Exercise requirements: The line containing "pub use column::Value;" marks the start; repeat it and every following line exactly through the end of the entries.
═════ Information shown ═════
//! # Queryosity
//!
//! A library for declaring, scheduling, and executing columnar analyses over
//! tabular datasets. An analysis is a directed acyclic graph of three node
//! families -- **columns** (per-entry values), **selections** (cut/weight
//! cascades), and **queries** (per-entry accumulators) -- threaded across a
//! partitioned, multi-threaded entry loop. Systematic variations (alternate
//! versions of chosen columns) propagate through every downstream operation,
//! so a terminal query yields a nominal result plus one result per variation
//! in a single pass.
//!
//! ## Quick Start
//!
//! ```
//! use queryosity::dataflow::Dataflow;
//! use queryosity::processor::Processor;
//! use queryosity::query::Sum;
//! use queryosity::testing::VecSource;
//! use std::sync::Arc;
//!
//! let source = Arc::new(
//!     VecSource::new(5)
//!         .with_column("x", vec![1.0, 2.0, 3.0, 4.0, 5.0])
//! );
//!
//! let df = Dataflow::new(Processor::new(0));
//! let x = df.read::<f64>(source, "x");
//!
//! // cut: x >= 3
//! let three = df.define(3.0);
//! let cut = x.ge(&three);
//! let sel = df.filter(&cut);
//!
//! let q = df
//!     .make(&sel, Sum::default)
//!     .fill((&x,))
//!     .book()
//!     .unwrap();
//!
//! assert_eq!(q.result().unwrap(), 12.0); // 3 + 4 + 5
//! ```
//!
//! ## Core Concepts
//!
//! - [`partition`] -- entry-space addressing and the partition algebra:
//!   [`partition::align`], [`partition::truncate`], [`partition::merge`].
//! - [`source`] -- the abstract per-entry dataset provider: the
//!   [`source::Source`] trait and [`source::ColumnReader`].
//! - [`column`] -- typed, per-entry cached values: readers, fixed constants,
//!   and pure-function definitions, all behind the single-evaluation-per-entry
//!   cache contract.
//! - [`selection`] -- the cut/weight cascade: every selection derives
//!   `(passed, weight)` from an optional preselection plus its own decision
//!   column.
//! - [`query`] -- per-entry accumulators bound to a selection: the
//!   [`query::Query`] trait plus built-in [`query::Count`], [`query::Sum`],
//!   and [`query::Series`].
//! - [`player`] -- the per-slot DAG container that owns one copy of every
//!   column/selection/query for a single worker.
//! - [`processor`] -- the parallel, partitioned entry-loop driver that aligns
//!   partitions, dispatches player ranges, and (optionally) reports
//!   [`metrics`].
//! - [`dataflow`] -- the user-facing graph builder: the
//!   [`dataflow::Dataflow`] type that mints [`lazy`] handles.
//! - [`systematic`] -- the variation-propagation algebra:
//!   [`systematic::Systematic`] and the `fan_out1`/`fan_out2`/`fan_out3`
//!   combinators.
//!
//! ## Error Handling
//!
//! Every failure mode maps to one variant of [`error::QueryosityError`].
//! Builder methods return `error::Result<_>` directly; embedding programs
//! can propagate with `?` into their own `anyhow::Result`.
//!
//! ## Testing Your Analyses
//!
//! The [`testing`] module ships [`testing::VecSource`] (an in-memory
//! `Source` over named `Vec<T>` columns) plus [`testing::assert_results_equal`]
//! and [`testing::assert_close`] for comparing merged query results, which
//! are sums/products of floats accumulated in an order the engine does not
//! guarantee across slots.
//!
//! ## Metrics
//!
//! With the (default-enabled) `metrics` feature, a [`metrics::MetricsCollector`]
//! can be attached to a [`processor::Processor`] via
//! [`dataflow::Dataflow::set_metrics`] to report per-run wall-clock duration
//! and entries-processed counters alongside any user-registered
//! [`metrics::Metric`].

pub mod column;
pub mod dataflow;
pub mod error;
pub mod lazy;
pub mod partition;
pub mod player;
pub mod processor;
pub mod query;
pub mod selection;
pub mod source;
pub mod systematic;
pub mod testing;

#[cfg(feature = "metrics")]
pub mod metrics;

pub use column::Value;
pub use dataflow::Dataflow;
pub use error::{QueryosityError, Result};
pub use lazy::{vary_query1, Lazy, LazyQuery, LazySelection, Varied};
pub use partition::{Partition, Range};
pub use processor::Processor;
pub use query::{Count, Query, Series, Sum};
pub use source::Source;
pub use systematic::{Systematic, Variable};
═════
Reply:
pub use column::Value;
pub use dataflow::Dataflow;
pub use error::{QueryosityError, Result};
pub use lazy::{vary_query1, Lazy, LazyQuery, LazySelection, Varied};
pub use partition::{Partition, Range};
pub use processor::Processor;
pub use query::{Count, Query, Series, Sum};
pub use source::Source;
pub use systematic::{Systematic, Variable};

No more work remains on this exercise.